- The problem -
Check every line of the material below, and show those that contain "FieldRequest".

- Raw data -
^^^^
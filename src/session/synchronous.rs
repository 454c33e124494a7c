//! One analyzer process per request, for hosts without non-blocking pipes.

use std::path::Path;
use std::process::ExitStatus;

use super::args::Launch;
use super::framing::parse_response;
use super::process::ChildProcess;
use super::transport::Transport;
use crate::error::MystemError;
use crate::record::Record;

/// Writes the request, closes stdin and collects output until the process
/// exits. The process is spent afterwards, so the next request launches a
/// new one.
pub struct SynchronousTransport {
    launch: Launch,
    process: Option<ChildProcess>,
}

impl SynchronousTransport {
    pub fn new(launch: Launch) -> Self {
        Self {
            launch,
            process: None,
        }
    }

    fn take_or_spawn(&mut self) -> Result<ChildProcess, MystemError> {
        match self.process.take() {
            Some(process) => Ok(process),
            None => ChildProcess::spawn(&self.launch, None),
        }
    }
}

impl Transport for SynchronousTransport {
    fn start(&mut self) -> Result<(), MystemError> {
        let process = self.take_or_spawn()?;
        self.process = Some(process);
        Ok(())
    }

    fn is_running(&self) -> bool {
        self.process.is_some()
    }

    fn request(&mut self, line: &str) -> Result<Vec<Record>, MystemError> {
        let mut process = self.take_or_spawn()?;
        if let Err(e) = process.write_line(line) {
            // Keep the dead handle so `close` reaps it.
            self.process = Some(process);
            return Err(e.into());
        }
        let pid = process.id();
        let (output, status) = process.communicate()?;
        tracing::trace!(pid, bytes = output.len(), %status, "Collected mystem output");
        decode_output(line, &output, status)
    }

    fn close(&mut self) -> Result<(), MystemError> {
        if let Some(mut process) = self.process.take() {
            process.terminate()?;
        }
        Ok(())
    }
}

/// Run the analyzer once over a file and collect everything it prints.
pub(crate) fn run_file(launch: &Launch, path: &Path) -> Result<Vec<Record>, MystemError> {
    let process = ChildProcess::spawn(launch, Some(path))?;
    let (output, status) = process.communicate()?;
    decode_output(&path.display().to_string(), &output, status)
}

/// Parse the complete output of a finished process.
///
/// Blank output from a successful run is an empty response.
fn decode_output(
    request: &str,
    output: &[u8],
    status: ExitStatus,
) -> Result<Vec<Record>, MystemError> {
    match parse_response(output) {
        Ok(records) => Ok(records),
        Err(e) if e.is_incomplete() && output.iter().all(u8::is_ascii_whitespace) => {
            if status.success() {
                Ok(Vec::new())
            } else {
                Err(MystemError::protocol(
                    request,
                    output,
                    format!("mystem exited with {status} and no output"),
                ))
            }
        }
        Err(e) => Err(MystemError::protocol(
            request,
            output,
            format!("{e} (mystem exited with {status})"),
        )),
    }
}
//! Records printed by `mystem --format json`.

use serde::{Deserialize, Serialize};

/// One token of analyzer output.
///
/// Dictionary words carry hypotheses in `analysis`, best first. Whitespace,
/// punctuation and unknown tokens carry only `text`.
#[derive(Debug, Clone, PartialEq, Serialize, Deserialize)]
pub struct Record {
    #[serde(default)]
    pub text: Option<String>,
    #[serde(default, skip_serializing_if = "Vec::is_empty")]
    pub analysis: Vec<Analysis>,
}

/// A single lemma hypothesis.
#[derive(Debug, Clone, PartialEq, Serialize, Deserialize)]
pub struct Analysis {
    pub lex: String,
    #[serde(default, skip_serializing_if = "Option::is_none")]
    pub gr: Option<String>,
    #[serde(default, skip_serializing_if = "Option::is_none")]
    pub wt: Option<f64>,
    /// `"bastard"` for hypotheses built from a non-dictionary word.
    #[serde(default, skip_serializing_if = "Option::is_none")]
    pub qual: Option<String>,
}

impl Record {
    /// Lemma of the best hypothesis, else the original text.
    pub fn lemma(&self) -> Option<&str> {
        self.analysis
            .first()
            .map(|a| a.lex.as_str())
            .or(self.text.as_deref())
            .filter(|s| !s.is_empty())
    }

    /// Main part-of-speech tag of the best hypothesis.
    ///
    /// `"S,жен,од=им,ед"` yields `"S"`.
    pub fn pos(&self) -> Option<&str> {
        let gr = self.analysis.first()?.gr.as_deref()?;
        let head = gr.split('=').next().unwrap_or(gr);
        head.split(',').next().filter(|s| !s.is_empty())
    }

    /// Whether the analyzer recognized this token.
    pub fn is_analyzed(&self) -> bool {
        !self.analysis.is_empty()
    }
}
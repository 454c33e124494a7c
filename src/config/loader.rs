use std::fs;
use std::path::{Path, PathBuf};
use thiserror::Error;

use crate::config::types::{AnalyzerSettings, Config, Options};

/// Environment variable naming an alternative config file.
pub const CONFIG_ENV_VAR: &str = "RSMYSTEM_CONFIG";

/// Errors that can occur when loading configuration.
#[derive(Debug, Error)]
pub enum ConfigError {
    #[error("Failed to read config file '{path}': {source}")]
    ReadError {
        path: PathBuf,
        #[source]
        source: std::io::Error,
    },

    #[error("Failed to parse config file '{path}': {source}")]
    ParseError {
        path: PathBuf,
        #[source]
        source: toml::de::Error,
    },

    #[error("Config validation failed: {message}")]
    ValidationError { message: String },
}

impl Config {
    /// Returns the path to the configuration file.
    ///
    /// `$RSMYSTEM_CONFIG` wins when set. Otherwise uses
    /// `~/.config/rsmystem/config.toml` on Unix, or the platform equivalent
    /// via `dirs::config_dir()`, falling back to the current directory.
    pub fn config_path() -> PathBuf {
        if let Some(path) = std::env::var_os(CONFIG_ENV_VAR) {
            return PathBuf::from(path);
        }
        let config_dir = dirs::config_dir().unwrap_or_else(|| PathBuf::from("."));
        config_dir.join("rsmystem").join("config.toml")
    }

    /// Loads configuration from the default config file.
    ///
    /// A missing file yields `Config::default()`.
    pub fn load() -> Result<Self, ConfigError> {
        let path = Self::config_path();
        if !path.exists() {
            return Ok(Config::default());
        }
        Self::load_from(&path)
    }

    /// Loads, parses and validates the config file at `path`.
    pub fn load_from(path: &Path) -> Result<Self, ConfigError> {
        let content = fs::read_to_string(path).map_err(|e| ConfigError::ReadError {
            path: path.to_path_buf(),
            source: e,
        })?;

        let config: Config = toml::from_str(&content).map_err(|e| ConfigError::ParseError {
            path: path.to_path_buf(),
            source: e,
        })?;

        config.validate()?;
        Ok(config)
    }

    pub fn validate(&self) -> Result<(), ConfigError> {
        self.analyzer.validate()?;
        self.options.validate()
    }
}

impl AnalyzerSettings {
    /// Rejects a zero response timeout, which would fail every multi-chunk
    /// response.
    pub fn validate(&self) -> Result<(), ConfigError> {
        if self.response_timeout_seconds == 0 {
            return Err(ConfigError::ValidationError {
                message: "response_timeout_seconds must be greater than zero".to_string(),
            });
        }
        Ok(())
    }
}

impl Options {
    /// Checks that a configured fixlist exists.
    ///
    /// Flag combinations the analyzer ignores (`-g` without `-i`, `-s`
    /// without `-c`) are logged, not rejected.
    pub fn validate(&self) -> Result<(), ConfigError> {
        if let Some(fixlist) = &self.fixlist {
            if !fixlist.is_file() {
                return Err(ConfigError::ValidationError {
                    message: format!("fixlist '{}' is not a file", fixlist.display()),
                });
            }
        }
        if self.glue_grammar_info && !self.grammar_info {
            tracing::debug!("glue_grammar_info has no effect without grammar_info");
        }
        if self.end_of_sentence && !self.entire_input {
            tracing::warn!("end_of_sentence has no effect without entire_input");
        }
        Ok(())
    }
}
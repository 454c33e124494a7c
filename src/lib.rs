//! Pipe-driven binding for the Yandex Mystem morphological analyzer.
//!
//! The analyzer runs as a child process. [`Mystem`] owns that process, feeds
//! it one line of text per request and parses the JSON it prints back into
//! [`Record`]s.
//!
//! ```no_run
//! use rsmystem::{Mystem, Options};
//!
//! # fn main() -> Result<(), rsmystem::MystemError> {
//! let mut mystem = Mystem::new(Options::default())?;
//! let lemmas = mystem.lemmatize("Мама мыла раму")?;
//! assert_eq!(lemmas, ["мама", " ", "мыть", " ", "рама", "\n"]);
//! # Ok(())
//! # }
//! ```

pub mod config;
pub mod error;
pub mod locator;
pub mod record;
pub mod session;

pub use config::{AnalyzerSettings, Config, ConfigError, Mode, Options};
pub use error::{InstallError, MystemError};
pub use locator::{ArchiveTable, Locator};
pub use record::{Analysis, Record};
pub use session::Mystem;
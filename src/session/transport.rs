use crate::error::MystemError;
use crate::record::Record;

/// One request/response strategy for talking to the analyzer.
///
/// Implementations own the process handle. `request` starts the process
/// when none is running; a write to a dead process surfaces as an
/// [`MystemError::Io`] with [`std::io::ErrorKind::BrokenPipe`] and leaves
/// the dead handle in place for `close` to reap.
pub trait Transport: Send {
    /// Spawn the analyzer unless it is already running.
    fn start(&mut self) -> Result<(), MystemError>;

    fn is_running(&self) -> bool;

    /// Send one line and return the records printed for it.
    fn request(&mut self, line: &str) -> Result<Vec<Record>, MystemError>;

    /// Terminate the process and release both pipes. Safe to repeat.
    fn close(&mut self) -> Result<(), MystemError>;
}
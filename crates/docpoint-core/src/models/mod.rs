//! Data models.

pub mod config;
pub mod field;
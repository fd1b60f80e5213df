//! Subcommands and the helpers they share.

pub mod batch;
pub mod config;
pub mod extract;
pub mod serve;

use std::path::Path;

use docpoint_core::{
    DocpointConfig, DocumentExtractor, ExtractionMode, FieldRequest, FieldResult, Recognizer,
};
use tracing::debug;

#[derive(Clone, Copy, Debug, clap::ValueEnum)]
pub enum ModeArg {
    /// Classify field names and apply fixed patterns
    Pattern,
    /// Score sentences by keyword overlap
    Proximity,
}

impl From<ModeArg> for ExtractionMode {
    fn from(mode: ModeArg) -> Self {
        match mode {
            ModeArg::Pattern => ExtractionMode::Pattern,
            ModeArg::Proximity => ExtractionMode::Proximity,
        }
    }
}

#[derive(Clone, Copy, Debug, clap::ValueEnum)]
pub enum OutputFormat {
    /// JSON output
    Json,
    /// CSV output
    Csv,
    /// Plain text summary
    Text,
}

impl OutputFormat {
    pub fn extension(self) -> &'static str {
        match self {
            OutputFormat::Json => "json",
            OutputFormat::Csv => "csv",
            OutputFormat::Text => "txt",
        }
    }
}

/// Load the config named by `-c`, else the default file if present, else defaults.
pub fn load_config(config_path: Option<&str>) -> anyhow::Result<DocpointConfig> {
    if let Some(path) = config_path {
        return DocpointConfig::from_file(Path::new(path))
            .map_err(|e| anyhow::anyhow!("Failed to read config {}: {}", path, e));
    }

    let default_path = config::default_config_path();
    if default_path.exists() {
        debug!("Using config file {}", default_path.display());
        Ok(DocpointConfig::from_file(&default_path)?)
    } else {
        Ok(DocpointConfig::default())
    }
}

pub fn build_extractor(config: &DocpointConfig) -> DocumentExtractor {
    DocumentExtractor::from_config(config, Recognizer::load(&config.recognizer))
}

pub fn parse_fields(specs: &[String]) -> Vec<FieldRequest> {
    specs.iter().map(|spec| FieldRequest::parse_spec(spec)).collect()
}

pub fn format_results(results: &[FieldResult], format: OutputFormat) -> anyhow::Result<String> {
    match format {
        OutputFormat::Json => Ok(serde_json::to_string_pretty(results)?),
        OutputFormat::Csv => format_csv(results),
        OutputFormat::Text => Ok(format_text(results)),
    }
}

fn format_csv(results: &[FieldResult]) -> anyhow::Result<String> {
    let mut wtr = csv::Writer::from_writer(vec![]);

    wtr.write_record(["name", "value", "confidence"])?;
    for result in results {
        let confidence = result
            .confidence
            .map(|c| format!("{:.2}", c))
            .unwrap_or_default();
        wtr.write_record([result.name.as_str(), result.value.as_str(), confidence.as_str()])?;
    }

    Ok(String::from_utf8(wtr.into_inner()?)?)
}

fn format_text(results: &[FieldResult]) -> String {
    let mut output = String::new();

    for result in results {
        let value = if result.is_found() { result.value.as_str() } else { "-" };
        match result.confidence {
            Some(confidence) => {
                output.push_str(&format!("{}: {} ({:.2})\n", result.name, value, confidence))
            }
            None => output.push_str(&format!("{}: {}\n", result.name, value)),
        }
    }

    output
}
mod common;

use axum::{
    Router,
    body::{Body, to_bytes},
    http::{Request, StatusCode, header},
};
use base64::{Engine, engine::general_purpose::STANDARD};
use docpoint_core::{DocumentExtractor, Recognizer, SuffixRecognizer};
use docpoint_server::{AppState, app};
use pretty_assertions::assert_eq;
use serde_json::{Value, json};
use tower::ServiceExt;

use common::{broken_font_pdf, build_pdf, invoice_pdf};

fn test_app() -> Router {
    let extractor = DocumentExtractor::new(Recognizer::new(SuffixRecognizer::new()));
    app(AppState::new(extractor), 10 * 1024 * 1024)
}

async fn post_json(path: &str, body: Value) -> (StatusCode, Value) {
    let request = Request::builder()
        .method("POST")
        .uri(path)
        .header(header::CONTENT_TYPE, "application/json")
        .body(Body::from(body.to_string()))
        .unwrap();

    let response = test_app().oneshot(request).await.unwrap();
    let status = response.status();
    let bytes = to_bytes(response.into_body(), usize::MAX).await.unwrap();
    let json = serde_json::from_slice(&bytes).unwrap_or(Value::Null);
    (status, json)
}

#[tokio::test]
async fn test_health() {
    let request = Request::builder().uri("/health").body(Body::empty()).unwrap();
    let response = test_app().oneshot(request).await.unwrap();

    assert_eq!(response.status(), StatusCode::OK);
    let bytes = to_bytes(response.into_body(), usize::MAX).await.unwrap();
    assert_eq!(&bytes[..], br#"{"status":"ok"}"#);
}

#[tokio::test]
async fn test_extract_invoice_fields() {
    let (status, body) = post_json(
        "/extract",
        json!({
            "pdf_base64": STANDARD.encode(invoice_pdf()),
            "data_points": ["Invoice Number", "due date", "total amount", "client"],
        }),
    )
    .await;

    assert_eq!(status, StatusCode::OK);
    assert_eq!(
        body,
        json!({
            "results": {
                "Invoice Number": "INV-2024-001",
                "due date": "2024-03-15",
                "total amount": "$1,234.56",
                "client": "Acme Corp",
            }
        })
    );

    let keys: Vec<&String> = body["results"].as_object().unwrap().keys().collect();
    assert_eq!(keys, vec!["Invoice Number", "due date", "total amount", "client"]);
}

#[tokio::test]
async fn test_extract_empty_data_points() {
    let (status, body) = post_json(
        "/extract",
        json!({"pdf_base64": STANDARD.encode(invoice_pdf()), "data_points": []}),
    )
    .await;

    assert_eq!(status, StatusCode::OK);
    assert_eq!(body, json!({"results": {}}));
}

#[tokio::test]
async fn test_extract_invalid_base64() {
    let (status, body) = post_json(
        "/extract",
        json!({"pdf_base64": "not-base64!!", "data_points": ["total"]}),
    )
    .await;

    assert_eq!(status, StatusCode::BAD_REQUEST);
    assert_eq!(body, json!({"detail": "Invalid base64-encoded PDF."}));
}

#[tokio::test]
async fn test_extract_empty_pdf() {
    let (status, body) = post_json(
        "/extract",
        json!({"pdf_base64": "", "data_points": ["total"]}),
    )
    .await;

    assert_eq!(status, StatusCode::BAD_REQUEST);
    assert_eq!(body, json!({"detail": "PDF content is empty."}));
}

#[tokio::test]
async fn test_extract_unreadable_pdf() {
    let (status, body) = post_json(
        "/extract",
        json!({"pdf_base64": STANDARD.encode(b"this is not a pdf"), "data_points": ["total"]}),
    )
    .await;

    assert_eq!(status, StatusCode::UNPROCESSABLE_ENTITY);
    let detail = body["detail"].as_str().unwrap();
    assert!(detail.starts_with("Extraction failed: "), "{detail}");
}

#[tokio::test]
async fn test_extract_missing_field_is_rejected() {
    let (status, body) = post_json("/extract", json!({"data_points": []})).await;

    assert_eq!(status, StatusCode::UNPROCESSABLE_ENTITY);
    assert!(body["detail"].is_string());
}

#[tokio::test]
async fn test_extract_datapoints() {
    let (status, body) = post_json(
        "/extract-datapoints",
        json!({
            "document_content": STANDARD.encode(invoice_pdf()),
            "data_points": [
                {"name": "invoice_number", "description": "The invoice identifier"},
                {"name": "warranty", "description": "Warranty period"},
                {"name": "invoice_date"},
            ],
        }),
    )
    .await;

    assert_eq!(status, StatusCode::OK);
    let results = body["results"].as_array().unwrap();
    assert_eq!(results.len(), 3);

    assert_eq!(
        results[0],
        json!({"name": "invoice_number", "value": "INV-2024-001", "confidence": 0.95})
    );
    assert_eq!(
        results[1],
        json!({"name": "warranty", "value": "", "confidence": 0.0})
    );
    assert_eq!(results[2]["name"], "invoice_date");
    assert_eq!(results[2]["value"], "2024-03-15");
}

#[tokio::test]
async fn test_extract_datapoints_invalid_base64() {
    let (status, _) = post_json(
        "/extract-datapoints",
        json!({"document_content": "not-base64!!", "data_points": []}),
    )
    .await;

    assert_eq!(status, StatusCode::BAD_REQUEST);
}

#[tokio::test]
async fn test_extract_datapoints_unreadable_pdf_degrades() {
    let (status, body) = post_json(
        "/extract-datapoints",
        json!({
            "document_content": STANDARD.encode(b"this is not a pdf"),
            "data_points": [{"name": "total", "description": "amount due"}],
        }),
    )
    .await;

    assert_eq!(status, StatusCode::OK);
    assert_eq!(
        body,
        json!({"results": [{"name": "total", "value": "", "confidence": 0.0}]})
    );
}

#[tokio::test]
async fn test_extract_datapoints_multi_page() {
    let pdf = build_pdf(&[&["Cover letter"], &["Account Reference: ZX-99"]]);
    let (status, body) = post_json(
        "/extract-datapoints",
        json!({
            "document_content": STANDARD.encode(pdf),
            "data_points": [{"name": "account reference", "description": ""}],
        }),
    )
    .await;

    assert_eq!(status, StatusCode::OK);
    assert_eq!(body["results"][0]["value"], "ZX-99");
}

#[tokio::test]
async fn test_extract_undecodable_font_is_unprocessable() {
    let (status, body) = post_json(
        "/extract",
        json!({"pdf_base64": STANDARD.encode(broken_font_pdf()), "data_points": ["total"]}),
    )
    .await;

    assert_eq!(status, StatusCode::UNPROCESSABLE_ENTITY);
    let detail = body["detail"].as_str().unwrap();
    assert!(detail.starts_with("Extraction failed: "), "{detail}");
}

#[tokio::test]
async fn test_extract_datapoints_undecodable_font_degrades() {
    let (status, body) = post_json(
        "/extract-datapoints",
        json!({
            "document_content": STANDARD.encode(broken_font_pdf()),
            "data_points": [{"name": "total", "description": "amount due"}],
        }),
    )
    .await;

    assert_eq!(status, StatusCode::OK);
    assert_eq!(
        body,
        json!({"results": [{"name": "total", "value": "", "confidence": 0.0}]})
    );
}
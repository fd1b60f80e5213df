//! HTTP API for PDF data point extraction.
//!
//! Routes:
//! - `GET /health`
//! - `POST /extract` (pattern matching over bare field names)
//! - `POST /extract-datapoints` (proximity matching over described fields)

pub mod error;
pub mod routes;
pub mod state;

use axum::{Router, extract::DefaultBodyLimit};
use docpoint_core::DocpointConfig;
use tokio::signal;
use tower_http::trace::TraceLayer;

pub use error::ApiError;
pub use state::AppState;

/// Build the application router.
pub fn app(state: AppState, max_body_bytes: usize) -> Router {
    Router::new()
        .merge(routes::health::router())
        .merge(routes::extract::router())
        .layer(DefaultBodyLimit::max(max_body_bytes))
        .layer(TraceLayer::new_for_http())
        .with_state(state)
}

/// Bind to the configured address and serve until Ctrl+C or SIGTERM.
pub async fn serve(config: &DocpointConfig) -> std::io::Result<()> {
    let state = AppState::from_config(config);
    let app = app(state, config.server.max_body_bytes);

    let addr = format!("{}:{}", config.server.host, config.server.port);
    let listener = tokio::net::TcpListener::bind(&addr).await?;
    tracing::info!("docpoint listening on {}", listener.local_addr()?);

    axum::serve(listener, app)
        .with_graceful_shutdown(shutdown_signal())
        .await?;

    tracing::info!("Server shutdown complete");
    Ok(())
}

/// Graceful shutdown signal handler
async fn shutdown_signal() {
    let ctrl_c = async {
        signal::ctrl_c()
            .await
            .expect("failed to install Ctrl+C handler");
    };

    #[cfg(unix)]
    let terminate = async {
        signal::unix::signal(signal::unix::SignalKind::terminate())
            .expect("failed to install signal handler")
            .recv()
            .await;
    };

    #[cfg(not(unix))]
    let terminate = std::future::pending::<()>();

    tokio::select! {
        _ = ctrl_c => {
            tracing::info!("Received Ctrl+C, starting graceful shutdown...");
        },
        _ = terminate => {
            tracing::info!("Received SIGTERM, starting graceful shutdown...");
        },
    }
}
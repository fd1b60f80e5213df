//! CLI application for PDF data point extraction.

mod commands;

use clap::{Parser, Subcommand};
use tracing::Level;
use tracing_subscriber::{EnvFilter, FmtSubscriber};

use commands::{batch, config, extract, serve};

/// docpoint - Pull named data points out of PDF documents
#[derive(Parser)]
#[command(name = "docpoint")]
#[command(author, version, about, long_about = None)]
struct Cli {
    /// Enable verbose output
    #[arg(short, long, action = clap::ArgAction::Count, global = true)]
    verbose: u8,

    /// Path to config file
    #[arg(short, long, global = true)]
    config: Option<String>,

    #[command(subcommand)]
    command: Commands,
}

#[derive(Subcommand)]
enum Commands {
    /// Run the HTTP extraction service
    Serve(serve::ServeArgs),

    /// Extract data points from a single PDF
    Extract(extract::ExtractArgs),

    /// Extract data points from many PDFs
    Batch(batch::BatchArgs),

    /// Manage configuration
    Config(config::ConfigArgs),
}

#[tokio::main]
async fn main() -> anyhow::Result<()> {
    let cli = Cli::parse();

    // Set up logging based on verbosity, RUST_LOG wins when set
    let level = match cli.verbose {
        0 => Level::WARN,
        1 => Level::INFO,
        2 => Level::DEBUG,
        _ => Level::TRACE,
    };
    let filter = EnvFilter::try_from_default_env()
        .unwrap_or_else(|_| EnvFilter::new(level.as_str().to_lowercase()));

    let subscriber = FmtSubscriber::builder()
        .with_env_filter(filter)
        .with_target(false)
        .with_writer(std::io::stderr)
        .finish();

    tracing::subscriber::set_global_default(subscriber)?;

    let config_path = cli.config.as_deref();
    match cli.command {
        Commands::Serve(args) => serve::run(args, config_path).await,
        Commands::Extract(args) => extract::run(args, config_path).await,
        Commands::Batch(args) => batch::run(args, config_path).await,
        Commands::Config(args) => config::run(args, config_path).await,
    }
}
^^^^
- Exercise solution -
    DocpointConfig, DocumentExtractor, ExtractionMode, FieldRequest, FieldResult, Recognizer,
pub fn parse_fields(specs: &[String]) -> Vec<FieldRequest> {
    specs.iter().map(|spec| FieldRequest::parse_spec(spec)).collect()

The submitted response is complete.